=== RECORDS PROVIDED ===

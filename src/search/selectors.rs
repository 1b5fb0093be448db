//! Pure derived queries over a phrase collection.
//!
//! [`filter`] never reorders or mutates its input. Below the minimum-length
//! gate it returns the input slice itself, which lets callers skip work on a
//! cheap identity check. [`FilterMemo`] builds on that with shared lists.

use super::matcher::build_matcher;
use super::normalize::normalize;
use crate::domain::Phrase;
use std::borrow::Cow;
use std::sync::Arc;

/// Returns the phrases whose text contains `raw_term`, in original order.
///
/// When the canonical term is shorter than
/// [`MIN_SEARCH_LENGTH`](super::MIN_SEARCH_LENGTH) the input is returned
/// borrowed and unchanged. Never panics, whatever the term contains.
///
/// # Examples
///
/// ```
/// use phrasekeeper::domain::Phrase;
/// use phrasekeeper::search::filter;
/// use std::borrow::Cow;
///
/// let items = vec![
///     Phrase::new("1", "Hello world", 2),
///     Phrase::new("2", "Array [test] brackets", 1),
/// ];
///
/// assert_eq!(filter(&items, "[test]")[0].id, "2");
/// assert!(matches!(filter(&items, "z"), Cow::Borrowed(_)));
/// assert!(filter(&items, "xyz").is_empty());
/// ```
#[must_use]
pub fn filter<'a>(items: &'a [Phrase], raw_term: &str) -> Cow<'a, [Phrase]> {
    let Some(matcher) = build_matcher(raw_term) else {
        return Cow::Borrowed(items);
    };

    let _span = tracing::debug_span!("filter_phrases",
        total_phrases = items.len(),
        term_len = matcher.term().len()
    )
    .entered();

    let matched: Vec<Phrase> = items
        .iter()
        .filter(|phrase| matcher.is_match(&phrase.text))
        .cloned()
        .collect();

    tracing::debug!(matched_count = matched.len(), "search filter applied");
    Cow::Owned(matched)
}

/// Number of phrases in a collection.
#[must_use]
pub fn count(items: &[Phrase]) -> usize {
    items.len()
}

/// Returns `true` when the term is an active search and nothing matches.
///
/// Distinguishes a "no matches" result from a plain empty collection: below the
/// minimum-length gate this is always `false`. Filtering is idempotent, so
/// `items` may be the full collection or an already-filtered view.
#[must_use]
pub fn has_no_results(items: &[Phrase], raw_term: &str) -> bool {
    build_matcher(raw_term).is_some_and(|matcher| !items.iter().any(|p| matcher.is_match(&p.text)))
}

/// Single-entry cache for [`filter`] over shared phrase lists.
///
/// The cache key is the identity of the shared list (`Arc::ptr_eq`) plus the
/// canonical term, so recomputation happens only when the list is replaced or
/// the term changes meaningfully. Below the gate the input list itself is
/// returned.
#[derive(Debug, Default)]
pub struct FilterMemo {
    cached: Option<CachedFilter>,
    computations: u64,
}

#[derive(Debug)]
struct CachedFilter {
    source: Arc<[Phrase]>,
    term: String,
    result: Arc<[Phrase]>,
}

impl FilterMemo {
    /// Creates an empty memo.
    #[must_use]
    pub fn new() -> Self {
        Self::default()
    }

    /// Returns the filtered view of `items` for `raw_term`, reusing the last
    /// result when the inputs are unchanged.
    pub fn select(&mut self, items: &Arc<[Phrase]>, raw_term: &str) -> Arc<[Phrase]> {
        let term = normalize(raw_term);

        if let Some(cached) = &self.cached {
            if Arc::ptr_eq(&cached.source, items) && cached.term == term {
                tracing::trace!("filter inputs unchanged, reusing cached view");
                return Arc::clone(&cached.result);
            }
        }

        self.computations += 1;
        let result = match filter(items, &term) {
            Cow::Borrowed(_) => Arc::clone(items),
            Cow::Owned(matched) => Arc::from(matched),
        };

        self.cached = Some(CachedFilter {
            source: Arc::clone(items),
            term,
            result: Arc::clone(&result),
        });
        result
    }

    /// Number of times the memo had to run the filter.
    #[must_use]
    pub const fn computations(&self) -> u64 {
        self.computations
    }

    /// Drops the cached view.
    pub fn invalidate(&mut self) {
        self.cached = None;
    }
}

#[cfg(test)]
mod tests {
    use super::*;
    use crate::search::MIN_SEARCH_LENGTH;
    use proptest::prelude::*;

    fn sample() -> Vec<Phrase> {
        vec![
            Phrase::new("1", "Hello world", 3),
            Phrase::new("2", "Array [test] brackets", 2),
            Phrase::new("3", "a (special) note", 1),
            Phrase::new("4", "special without parens", 0),
        ]
    }

    fn ids(items: &[Phrase]) -> Vec<&str> {
        items.iter().map(|p| p.id.as_str()).collect()
    }

    #[test]
    fn end_to_end_scenario() {
        let items = sample();
        assert_eq!(ids(&filter(&items, "[test]")), ["2"]);
        assert_eq!(ids(&filter(&items, "hello")), ["1"]);
        assert!(filter(&items, "xyz").is_empty());

        let unchanged = filter(&items, "z");
        assert!(matches!(unchanged, Cow::Borrowed(_)));
        assert!(std::ptr::eq(unchanged.as_ptr(), items.as_ptr()));
    }

    #[test]
    fn case_variants_agree() {
        let items = sample();
        let lower = filter(&items, "hello");
        assert_eq!(filter(&items, "HELLO"), lower);
        assert_eq!(filter(&items, "HeLLo"), lower);
    }

    #[test]
    fn literal_parentheses_match_only_literal_text() {
        let items = sample();
        assert_eq!(ids(&filter(&items, "(special)")), ["3"]);
    }

    #[test]
    fn preserves_relative_order() {
        let items = vec![
            Phrase::new("c", "shared word", 3),
            Phrase::new("b", "other", 2),
            Phrase::new("a", "SHARED too", 1),
        ];
        assert_eq!(ids(&filter(&items, "shared")), ["c", "a"]);
    }

    #[test]
    fn whitespace_runs_in_term_are_collapsed() {
        let items = sample();
        assert_eq!(ids(&filter(&items, "  hello \t  world ")), ["1"]);
    }

    #[test]
    fn count_and_no_results() {
        let items = sample();
        assert_eq!(count(&items), 4);
        assert_eq!(count(&[]), 0);

        assert!(has_no_results(&items, "xyz"));
        assert!(!has_no_results(&items, "hello"));
        assert!(!has_no_results(&items, "z"));
        assert!(!has_no_results(&[], "q"));
        assert!(has_no_results(&[], "query"));

        let filtered = filter(&items, "xyz");
        assert!(has_no_results(&filtered, "xyz"));
    }

    #[test]
    fn oversized_term_with_no_match_filters_everything_out() {
        let items = sample();
        for len in [10_000, 100_000, 1_000_000] {
            let term = "q".repeat(len);
            assert!(filter(&items, &term).is_empty());
            assert!(has_no_results(&items, &term));
        }
    }

    #[test]
    fn memo_returns_input_below_gate() {
        let items: Arc<[Phrase]> = Arc::from(sample());
        let mut memo = FilterMemo::new();
        let view = memo.select(&items, "h");
        assert!(Arc::ptr_eq(&view, &items));
    }

    #[test]
    fn memo_reuses_result_for_same_inputs() {
        let items: Arc<[Phrase]> = Arc::from(sample());
        let mut memo = FilterMemo::new();

        let first = memo.select(&items, "hello");
        let second = memo.select(&items, "  hello ");
        assert!(Arc::ptr_eq(&first, &second));
        assert_eq!(memo.computations(), 1);

        let other = memo.select(&items, "special");
        assert_eq!(ids(&other), ["3", "4"]);
        assert_eq!(memo.computations(), 2);
    }

    #[test]
    fn memo_recomputes_when_list_is_replaced() {
        let items: Arc<[Phrase]> = Arc::from(sample());
        let mut memo = FilterMemo::new();
        memo.select(&items, "hello");

        let replaced: Arc<[Phrase]> = Arc::from(sample());
        memo.select(&replaced, "hello");
        assert_eq!(memo.computations(), 2);

        memo.invalidate();
        memo.select(&replaced, "hello");
        assert_eq!(memo.computations(), 3);
    }

    proptest! {
        #![proptest_config(ProptestConfig { cases: 256, .. ProptestConfig::default() })]

        #[test]
        fn filter_never_panics(term in "\\PC*", texts in prop::collection::vec("\\PC{0,40}", 0..8)) {
            let items: Vec<Phrase> = texts
                .into_iter()
                .enumerate()
                .map(|(i, text)| Phrase::new(i.to_string(), text, i as i64))
                .collect();
            let _ = filter(&items, &term);
            let _ = has_no_results(&items, &term);
        }

        #[test]
        fn filter_never_panics_on_syntax_soup(term in r"[\(\)\[\]\{\}\*\+\?\$\^\|\\\.\-#&~ a-z]{0,24}") {
            let items = sample();
            let _ = filter(&items, &term);
        }

        #[test]
        fn filter_is_idempotent(term in "[a-z \\[\\]()*]{0,8}") {
            let items = sample();
            let once = filter(&items, &term).into_owned();
            let twice = filter(&once, &term).into_owned();
            prop_assert_eq!(once, twice);
        }

        #[test]
        fn normalize_is_idempotent(raw in "\\PC*|[ \t\n\r a-zA-Z]*") {
            let once = normalize(&raw);
            prop_assert_eq!(normalize(&once), once.clone());
            prop_assert_eq!(
                once.chars().filter(|c| !c.is_whitespace()).collect::<String>(),
                raw.chars().filter(|c| !c.is_whitespace()).collect::<String>()
            );
        }

        #[test]
        fn literal_term_matches_itself(term in "[ -~]{2,20}") {
            let canonical = normalize(&term);
            prop_assume!(canonical.chars().count() >= MIN_SEARCH_LENGTH);
            let items = vec![Phrase::new("x", canonical.clone(), 0)];
            prop_assert_eq!(filter(&items, &term).len(), 1);
        }
    }
}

===

== WHAT IS REQUIRED ==
Restate verbatim all lines from the start of the data through the line containing "with shared lists.", with both ends kept.

== EXERCISE OUTPUT ==
filename src/search/selectors.rs
repository 1b5fb0093be448db
//! Pure derived queries over a phrase collection.
//!
//! [`filter`] never reorders or mutates its input. Below the minimum-length
//! gate it returns the input slice itself, which lets callers skip work on a
//! cheap identity check. [`FilterMemo`] builds on that with shared lists.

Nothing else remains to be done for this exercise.